One of my colleagues is being interviewed and quoted widely about this week’s deadly tornado in Oklahoma. As he tries to makes sense of the connections between extreme weather and climate change, I sure hope he can get through to some people who have been, let’s say, stubborn about the whole thing.
But another issue that is bad enough on its own but also brings that broader issues into focus is the draining of the Ogallala Aquifer in Texas. It’s important to remember about global warming and its associated devastations: the Earth will be fine – it’s people that won’t survive, especially difficult without water:
The Ogallala Aquifer suffered its second-worst drop since at least 2000 in a large swath of the Texas Panhandle, new measurements show.
The closely watched figures, published this week by the High Plains Underground Water Conservation District, cover a 16-county area stretching from south of Lubbock to Amarillo. The Ogallala wells measured by the district experienced an average drop of 1.87 feet from 2012 to 2013. That makes it one of the five or 10 worst drops in the district’s more than 60-year history, said Bill Mullican, a hydrogeologist with the district.

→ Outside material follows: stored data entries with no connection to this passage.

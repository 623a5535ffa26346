use std::path::PathBuf;

/// Errors that can occur when loading configuration.
#[derive(Debug, thiserror::Error)]
pub enum ConfigError {
    #[error("failed to read config file {path}: {source}")]
    FileRead {
        path: PathBuf,
        source: std::io::Error,
    },

    #[error("failed to parse TOML: {0}")]
    TomlParse(#[from] toml::de::Error),

    #[error("config validation error: {0}")]
    Validation(String),
}

/// Rejected move requests. None of these change the game state.
#[derive(Debug, Clone, Copy, PartialEq, Eq, thiserror::Error)]
pub enum PlayError {
    #[error("the game is over")]
    GameOver,

    #[error("column {column} is full or off the board")]
    IllegalColumn { column: usize },

    #[error("it is not a human player's turn")]
    NotHumanTurn,

    #[error("it is not an automated player's turn")]
    NotAutomatedTurn,

    #[error("search result belongs to an earlier position")]
    StaleSearch,

    #[error("a game needs at least one player")]
    NoPlayers,
}

#[cfg(test)]
mod tests {
    use super::*;

    #[test]
    fn test_config_error_display() {
        let err = ConfigError::Validation("line_length must be at least 2".to_string());
        assert_eq!(
            err.to_string(),
            "config validation error: line_length must be at least 2"
        );
    }

    #[test]
    fn test_file_read_error_display() {
        let err = ConfigError::FileRead {
            path: PathBuf::from("connect.toml"),
            source: std::io::Error::new(std::io::ErrorKind::NotFound, "missing"),
        };
        assert_eq!(
            err.to_string(),
            "failed to read config file connect.toml: missing"
        );
    }

    #[test]
    fn test_play_error_display() {
        assert_eq!(
            PlayError::IllegalColumn { column: 9 }.to_string(),
            "column 9 is full or off the board"
        );
        assert_eq!(PlayError::GameOver.to_string(), "the game is over");
        assert_eq!(PlayError::NoPlayers.to_string(), "a game needs at least one player");
    }
}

“There are some pretty remarkable declines,” Mullican said. One well in the western part of the water district, he said, dropped 19 feet over the year.
The vast majority of Texas is enduring a drought, but the Panhandle has been especially hard hit, causing farmers to pump more water to make up for the lack of rain. That depletes the amount of water stored in the aquifer over the long term, which means future generations will find less water to pump to grow crops.
via LGM. There are a ton of connected issues, of which drought is merely the worst.